Her works are always intriguing and incorporate an element of surprise, so that the viewer wandering through them begins to lose his sense of orientation and to wonder whether his surroundings are real or fictional. As one of her works, she obscured part of a room in total darkness, depriving it of its materiality; the illusion was enhanced by the fact that the viewer could only peer into the room through a glass door.

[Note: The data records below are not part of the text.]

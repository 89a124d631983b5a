// zeedas-rs: Provider-unified review workflow and deployment engine
//
// SPDX-FileCopyrightText: 2026 Romeo Ahmed
// SPDX-License-Identifier: GPL-3.0-or-later

//! Review workflow engine.
//!
//! ```text
//!                           Engine
//!   credentials: dyn CredentialStore    reviews: dyn ReviewStore
//!   gateways:    Gateways               artifacts: dyn ArtifactStore
//!   deployer:    Deployer               locks: KeyedLocks (submission, credential)
//!
//! integration.rs   initiate, get, reset, set_default_provider, integrate,
//!                  list_repositories, bind_repository,
//!                  save_server_config, test_server_config
//! review.rs        create_branch, submit, approve, reject,
//!                  test_submission, fetch_submission
//! browse.rs        branch_tree, branch_file, add_to_tree
//!
//! per module:   NoReview --submit--> Submitted --approve/reject--> NoReview
//!                              ^   |                 (record deleted)
//!                              +---+ submit (append new versions)
//! ```
//!
//! The engine only ever talks to the [`ProviderGateway`] selected by the
//! default binding's provider; it never branches on the provider itself.

mod artifact;
mod browse;
mod integration;
mod review;

#[cfg(test)]
pub(crate) mod test_utils;

use bon::Builder;
use std::sync::Arc;
use tracing::{debug, warn};

use crate::error::{ZeedasResult, bad_input};
use crate::locks::KeyedLocks;
use crate::model::{AppCredential, Provider, RepositoryBinding};
use crate::provider::{Gateways, ProviderGateway};
use crate::remote::Deployer;
use crate::store::{CredentialStore, ReviewStore};

pub use artifact::{ArtifactStore, LocalArtifactStore};

const NO_APP: &str = "This app does not exist for this team";
const NO_DEFAULT: &str = "No default config set for this app";

/// Dependency-injected workflow engine. One instance serves all apps.
#[derive(Builder)]
pub struct Engine {
    credentials: Arc<dyn CredentialStore>,
    reviews: Arc<dyn ReviewStore>,
    gateways: Gateways,
    artifacts: Arc<dyn ArtifactStore>,
    deployer: Arc<Deployer>,
    #[builder(default)]
    locks: KeyedLocks,
}

impl std::fmt::Debug for Engine {
    fn fmt(&self, f: &mut std::fmt::Formatter<'_>) -> std::fmt::Result {
        f.debug_struct("Engine")
            .field("gateways", &self.gateways)
            .field("deployer", &self.deployer)
            .finish_non_exhaustive()
    }
}

/// The default binding of `record`.
///
/// # Errors
///
/// Returns `BadInputFormat` when no binding is marked default.
fn default_binding(record: &AppCredential) -> ZeedasResult<&RepositoryBinding> {
    record.default_binding().ok_or_else(|| bad_input(NO_DEFAULT))
}

/// Lock key for one submission. The app id is length-prefixed so no
/// (app, module) pair can spell another's key.
fn module_key(app: &str, module: &str) -> String {
    format!("module:{}:{app}/{module}", app.len())
}

/// Lock key for read-modify-write of one credential record.
fn credential_key(app: &str) -> String {
    format!("credential:{app}")
}

impl Engine {
    /// Record for `app`, binding invariants restored in memory.
    async fn load(&self, app: &str) -> ZeedasResult<AppCredential> {
        let mut record = self
            .credentials
            .find_by_app(app)
            .await?
            .ok_or_else(|| bad_input(NO_APP))?;
        if record.normalize() {
            debug!(app, "repaired binding list on load");
        }
        Ok(record)
    }

    /// Record for `app` owned by `account`.
    async fn load_owned(&self, app: &str, account: &str) -> ZeedasResult<AppCredential> {
        let mut record = self
            .credentials
            .find_by_app_account(app, account)
            .await?
            .ok_or_else(|| bad_input("No apps matching this id"))?;
        record.normalize();
        Ok(record)
    }

    /// Record plus the gateway of its default provider, with expiring
    /// tokens refreshed first. Fails before any network call when no
    /// default binding exists.
    async fn load_default(
        &self,
        app: &str,
    ) -> ZeedasResult<(AppCredential, Arc<dyn ProviderGateway>)> {
        let record = self.load(app).await?;
        let provider = default_binding(&record)?.provider;
        let gateway = self.gateways.get(provider)?;
        let record = self.refresh_tokens(record, provider, gateway.as_ref()).await?;
        Ok((record, gateway))
    }

    /// Best-effort refresh for providers whose tokens expire. On success the
    /// new pair is written onto the current stored record, leaving fields
    /// changed since `record` was read intact. On failure the stale token
    /// stays in use.
    async fn refresh_tokens(
        &self,
        record: AppCredential,
        provider: Provider,
        gateway: &dyn ProviderGateway,
    ) -> ZeedasResult<AppCredential> {
        if !gateway.tokens_expire() {
            return Ok(record);
        }
        let Some(refresh) = record
            .binding(provider)
            .and_then(|b| b.refresh_token.clone())
            .filter(|t| !t.is_empty())
        else {
            return Ok(record);
        };

        match gateway.refresh_access_token(&refresh).await {
            Ok(pair) => {
                let _serial = self.locks.lock(&credential_key(&record.app)).await;
                let stored = self.credentials.find_by_app(&record.app).await?;
                let mut current = stored.unwrap_or(record);
                current.normalize();
                let binding = current.binding_mut(provider)?;
                binding.access_token = Some(pair.access_token);
                if pair.refresh_token.is_some() {
                    binding.refresh_token = pair.refresh_token;
                }
                self.credentials.save(&current).await?;
                debug!(app = %current.app, %provider, "refreshed access token");
                Ok(current)
            }
            Err(e) => {
                warn!(app = %record.app, %provider, error = %e, "token refresh failed, using stored token");
                Ok(record)
            }
        }
    }
}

Probably one of the most interesting works is a series of four decreasing rooms, old-fashioned painted in pattern reminiscent of those from the Victorian era. The artist, inspired by the adventures of Alice in Wonderland, decided to build four rooms, each corresponding to Alice's changing height as she shrinks. She designed them as an enfilade and painted them in Victorian style, with each room getting smaller and smaller until the last one was just big enough for a mouse. Later she built a labirynt made out of white cubes. She also built enourmous, several meters high, with green covered, typical for construction from the communist era, paneling, walls, corridor. The viewer, thinking that it is extremely long, succumbed to optical illusion - the corridor was designed to translate the principles of a convergent perspective into the third dimension.





Elmgreen & Dragset
Their works explore the relationship between art, architecture and design. They redefined the way in which art is presented and experienced while making emotional and figurative sculptures and installations in an extraordinary new large-scale.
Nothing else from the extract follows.